Ingredients
Equipment
Method
Step‑by‑Step Instructions
- Heat a large pot over medium heat and pour in a couple of tablespoons of vegetable oil. Add chopped onions, minced garlic, and sliced green onions, sautéing for about 3 minutes until fragrant and translucent.
- Stir in the chopped tomatoes, ground cumin, and paprika; let them cook for an additional 2 to 3 minutes.
- Introduce bone-in chicken pieces or beef ribs into the pot. Sear for about 5 minutes, turning occasionally until lightly browned. Season with salt and black pepper.
- Pour in enough chicken or beef broth to cover the ingredients, bringing it to a rolling boil. Reduce heat to low and simmer gently for 20 minutes.

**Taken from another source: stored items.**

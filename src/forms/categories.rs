use serde::Deserialize;
use thiserror::Error;
use validator::{Validate, ValidationErrors};

use crate::domain::category::NewCategory;
use crate::domain::types::{CategoryName, TypeConstraintError};

/// Body of category create and rename requests.
#[derive(Deserialize, Validate)]
pub struct CategoryForm {
    #[validate(length(min = 3, max = 15))]
    pub name: String,
}

#[derive(Debug, Clone, PartialEq)]
pub struct CategoryFormPayload {
    pub name: CategoryName,
}

impl CategoryFormPayload {
    pub fn into_new_category(self) -> NewCategory {
        NewCategory { name: self.name }
    }
}

#[derive(Debug, Error)]
pub enum CategoryFormError {
    #[error("Category form validation failed: {0}")]
    Validation(String),
    #[error("Category form contains invalid data: {0}")]
    TypeConstraint(String),
}

impl From<ValidationErrors> for CategoryFormError {
    fn from(value: ValidationErrors) -> Self {
        Self::Validation(value.to_string())
    }
}

impl From<TypeConstraintError> for CategoryFormError {
    fn from(value: TypeConstraintError) -> Self {
        Self::TypeConstraint(value.to_string())
    }
}

impl TryFrom<CategoryForm> for CategoryFormPayload {
    type Error = CategoryFormError;

    fn try_from(value: CategoryForm) -> Result<Self, Self::Error> {
        value.validate()?;

        Ok(Self {
            name: CategoryName::new(value.name)?,
        })
    }
}

#[cfg(test)]
mod tests {
    use super::*;

    #[test]
    fn accepts_names_within_bounds() {
        let payload: CategoryFormPayload = CategoryForm {
            name: "Music".to_string(),
        }
        .try_into()
        .unwrap();

        assert_eq!(payload.name.as_str(), "Music");
    }

    #[test]
    fn rejects_two_character_names() {
        let result: Result<CategoryFormPayload, _> = CategoryForm {
            name: "AB".to_string(),
        }
        .try_into();

        assert!(matches!(result, Err(CategoryFormError::Validation(_))));
    }
}
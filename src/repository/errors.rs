use thiserror::Error;

use crate::domain::types::TypeConstraintError;

/// Errors surfaced by repository implementations.
#[derive(Debug, Error)]
pub enum RepositoryError {
    /// Failed to check a connection out of the pool.
    #[error("connection pool error: {0}")]
    Pool(#[from] diesel::r2d2::PoolError),
    /// A query failed inside the storage engine.
    #[error("database error: {0}")]
    Database(#[from] diesel::result::Error),
    /// A stored row violated a domain type constraint.
    #[error("constraint violation: {0}")]
    Constraint(#[from] TypeConstraintError),
}

/// Convenient alias for results returned from repository functions.
pub type RepositoryResult<T> = Result<T, RepositoryError>;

- Add the chopped green plantain and yucca into the pot, letting them simmer for about 15 minutes.
- After 15 minutes, stir in the diced potatoes, carrots, and corn, simmering for an additional 15 minutes.
- Gently fold in the slices of ripe plantain and half of the chopped cilantro, allowing the stew to simmer for another 10 minutes.
- Taste the sancocho and adjust seasoning if necessary, letting it simmer for an additional 5 minutes before serving garnished with remaining cilantro and lime wedges.
Nutrition
Notes
This stew is customizable; feel free to mix proteins or adjust vegetables to your taste.